Now my hypothesis: The irregular heart action first seen in the emergency ward in Monaco was caused by my stroke, not the cause of it, as most of my doctors believed. The cause of my stroke was a blockage in a small artery supply blood to my brainstem. When that blockage occurred (and I felt dizzy), many of the brain cells controlling my heart rhythm were killed or so badly damaged that they no longer could control my heart, which thereafter beat rapidly and irregularly. It still does, although the rate is held down by medication.
Deprived of rate control, my heart beats insufficiently; it pumps too little blood to support my body’s functions, especially my leg muscles. Over time, my heart muscles also have been weakened by the lack of substance usually supplied by the heart slowing/heart speeding-up brain cells that were destroyed. That is why I am always weak and tired. I am sitting on the edge of heart failure.
Making Sense
A speculative theoretical bent has always characterized my science. I feel impelled—and pleased—to turn it on myself, Allan Hobson the patient. Integrating my wild concatenation of symptoms into a model rooted in my life’s work is intellectually gratifying—and quite possibly therapeutic. As preliminary and perhaps fanciful as that integrated model may be, I prefer it to no model at all.

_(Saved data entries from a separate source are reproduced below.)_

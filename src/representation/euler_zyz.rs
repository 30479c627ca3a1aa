//! Euler angles about the Z, Y' and Z'' axes (precession, nutation, spin).

use crate::{
    conversion,
    num::{self, Float},
    representation::{self, Payload, Representation, RepresentationKind},
    rotation::Rotation,
    usage::Usage,
};
use nalgebra::Vector3;
use simba::scalar::SubsetOf;

/// Representation tag for intrinsic ZYZ Euler angles stored as
/// `[precession; nutation; spin]`, describing
/// `Rz(precession) Ry(nutation) Rz(spin)`.
#[derive(Clone, Copy, Debug, Default)]
pub struct EulerZyzRepr;

pub type EulerAnglesZyz<T, U> = Rotation<EulerZyzRepr, T, U>;

impl Representation for EulerZyzRepr {
    const KIND: RepresentationKind = RepresentationKind::EulerAnglesZyz;

    type Payload<T: Float> = Vector3<T>;

    fn identity<T: Float>() -> Vector3<T> {
        Vector3::zeros()
    }

    fn into_payload<T: Float>(value: Vector3<T>) -> Payload<T> {
        Payload::EulerAnglesZyz(value)
    }

    fn from_payload<T: Float>(payload: &Payload<T>) -> Vector3<T> {
        conversion::to_euler_zyz(payload)
    }

    fn mirrored<T: Float>(value: &Vector3<T>) -> Vector3<T> {
        -value
    }

    fn inverted<T: Float>(value: &Vector3<T>) -> Vector3<T> {
        representation::inverted_through_matrix::<Self, T>(value)
    }

    /// Precession and spin end up in `[-π, π)` and nutation in `[0, π]`,
    /// using that `(a, -b, c)` and `(a ± π, b, c ± π)` are the same rotation.
    fn unique<T: Float>(value: &Vector3<T>) -> Vector3<T> {
        let precession = num::wrap_angle(value[0]);
        let nutation = num::wrap_angle_lower_open(value[1]);
        let spin = num::wrap_angle(value[2]);

        if nutation < T::ZERO {
            Vector3::new(
                num::shift_by_half_turn(precession),
                -nutation,
                num::shift_by_half_turn(spin),
            )
        } else {
            Vector3::new(precession, nutation, spin)
        }
    }

    fn cast<T: Float + SubsetOf<V>, V: Float>(value: &Vector3<T>) -> Vector3<V> {
        value.cast()
    }
}

impl<T: Float, U: Usage> EulerAnglesZyz<T, U> {
    pub fn new(precession: T, nutation: T, spin: T) -> Self {
        Self::from_angles(&Vector3::new(precession, nutation, spin))
    }

    /// Creates a rotation from the angles `[precession; nutation; spin]`.
    pub fn from_angles(angles: &Vector3<T>) -> Self {
        Self::from_implementation(*angles)
    }

    pub fn angles(&self) -> Vector3<T> {
        self.to_implementation()
    }

    impl_component_accessors!(
        0 => precession, set_precession;
        1 => nutation, set_nutation;
        2 => spin, set_spin;
    );
}

#[cfg(test)]
mod tests {
    use super::*;
    use crate::{Active, AngleAxis, Passive};
    use approx::assert_abs_diff_eq;
    use std::f64::consts::PI;

    #[test]
    fn nutation_rotates_about_y() {
        let zyz = EulerAnglesZyz::<f64, Active>::new(0.0, 0.9, 0.0);
        let angle_axis = AngleAxis::<f64, Active>::new(0.9, 0.0, 1.0, 0.0);
        assert!(zyz.is_near(&angle_axis, 1e-12));
    }

    #[test]
    fn precession_and_spin_add_up_without_nutation() {
        let zyz = EulerAnglesZyz::<f64, Active>::new(0.3, 0.0, 0.5);
        let angle_axis = AngleAxis::<f64, Active>::new(0.8, 0.0, 0.0, 1.0);
        assert!(zyz.is_near(&angle_axis, 1e-12));
    }

    #[test]
    fn unique_makes_nutation_non_negative() {
        let rotation = EulerAnglesZyz::<f64, Passive>::new(0.4, -1.0, -0.3);
        let unique = rotation.unique();
        assert_abs_diff_eq!(unique.precession(), 0.4 - PI, epsilon = 1e-12);
        assert_abs_diff_eq!(unique.nutation(), 1.0, epsilon = 1e-12);
        assert_abs_diff_eq!(unique.spin(), PI - 0.3, epsilon = 1e-12);
        assert!(unique.is_near(&rotation, 1e-12));
        assert_eq!(unique.unique().angles(), unique.angles());
    }

    #[test]
    fn unique_keeps_half_turn_nutation() {
        let angles = Vector3::new(0.1, PI, 0.2);
        assert_eq!(EulerZyzRepr::unique(&angles), angles);
    }

    #[test]
    fn inverse_undoes_rotation() {
        let rotation = EulerAnglesZyz::<f64, Active>::new(0.3, 1.2, -2.0);
        assert!(
            (rotation.inverted() * rotation).is_near(&EulerAnglesZyz::identity(), 1e-12)
        );
    }

    #[test]
    fn setters_write_through_usage() {
        let mut rotation = EulerAnglesZyz::<f64, Passive>::identity();
        rotation.set_nutation(0.5);
        assert_eq!(rotation.nutation(), 0.5);
        assert_eq!(rotation.to_stored_implementation()[1], -0.5);
    }
}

Today, I am far from the physically hearty, athletic, and emotionally charged man I was before my stroke. I walk with a wobble. I cough explosively. I feel a constant tugging of my right eye and cheek. I have an unnerving sensation that someone is giving me a hotfoot in my left shoe. Yet, the part of me that is healthy can observe, analyze, and hypothesize about the part that is ill or dysfunctional. At first, when people would ask me how I was doing, I would hesitate, then offer either of two useful stories: 1. I am fine, or 2. I am very impaired. Now I say, “The part of me that is talking to you is fine.” That says it all.
Author’s note: I have published a more technical account of my experiences in the scientific journal Consciousness and Cognition.